DATA FOR REVIEW

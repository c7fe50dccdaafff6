//! Repository trait for user account data access.

use crate::domain::entities::{NewUser, User};
use crate::error::AppError;
use async_trait::async_trait;

/// Repository interface for managing user accounts.
///
/// # Implementations
///
/// - [`crate::infrastructure::persistence::PgUserRepository`] - PostgreSQL implementation
/// - Test mocks available with `cfg(test)`
#[cfg_attr(test, mockall::automock)]
#[async_trait]
pub trait UserRepository: Send + Sync {
    /// Persists a new user.
    ///
    /// # Errors
    ///
    /// Returns [`AppError::Conflict`] if the email or phone is already
    /// taken (unique constraint tripped by a racing registration).
    /// Returns [`AppError::Internal`] on database errors.
    async fn create(&self, new_user: NewUser) -> Result<User, AppError>;

    /// Finds a user by lowercased email.
    ///
    /// # Errors
    ///
    /// Returns [`AppError::Internal`] on database errors.
    async fn find_by_email(&self, email: &str) -> Result<Option<User>, AppError>;

    /// Finds a user by phone number.
    ///
    /// # Errors
    ///
    /// Returns [`AppError::Internal`] on database errors.
    async fn find_by_phone(&self, phone: &str) -> Result<Option<User>, AppError>;

    /// Returns true if a user exists with the given email or phone.
    ///
    /// Used by registration for the duplicate check before inserting.
    ///
    /// # Errors
    ///
    /// Returns [`AppError::Internal`] on database errors.
    async fn exists_by_email_or_phone(&self, email: &str, phone: &str)
    -> Result<bool, AppError>;
}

DIRECTIONS FOR THIS TASK
Copy each of the records above so that nothing differs from the original.

TASK OUTPUT
repository c7fe50dccdaafff6
//! Repository trait for user account data access.

use crate::domain::entities::{NewUser, User};
use crate::error::AppError;
use async_trait::async_trait;

/// Repository interface for managing user accounts.
///
/// # Implementations
///
/// - [`crate::infrastructure::persistence::PgUserRepository`] - PostgreSQL implementation
/// - Test mocks available with `cfg(test)`
#[cfg_attr(test, mockall::automock)]
#[async_trait]
pub trait UserRepository: Send + Sync {
    /// Persists a new user.
    ///
    /// # Errors
    ///
    /// Returns [`AppError::Conflict`] if the email or phone is already
    /// taken (unique constraint tripped by a racing registration).
    /// Returns [`AppError::Internal`] on database errors.
    async fn create(&self, new_user: NewUser) -> Result<User, AppError>;

    /// Finds a user by lowercased email.
    ///
    /// # Errors
    ///
    /// Returns [`AppError::Internal`] on database errors.
    async fn find_by_email(&self, email: &str) -> Result<Option<User>, AppError>;

    /// Finds a user by phone number.
    ///
    /// # Errors
    ///
    /// Returns [`AppError::Internal`] on database errors.
    async fn find_by_phone(&self, phone: &str) -> Result<Option<User>, AppError>;

    /// Returns true if a user exists with the given email or phone.
    ///
    /// Used by registration for the duplicate check before inserting.
    ///
    /// # Errors
    ///
    /// Returns [`AppError::Internal`] on database errors.
    async fn exists_by_email_or_phone(&self, email: &str, phone: &str)
    -> Result<bool, AppError>;
}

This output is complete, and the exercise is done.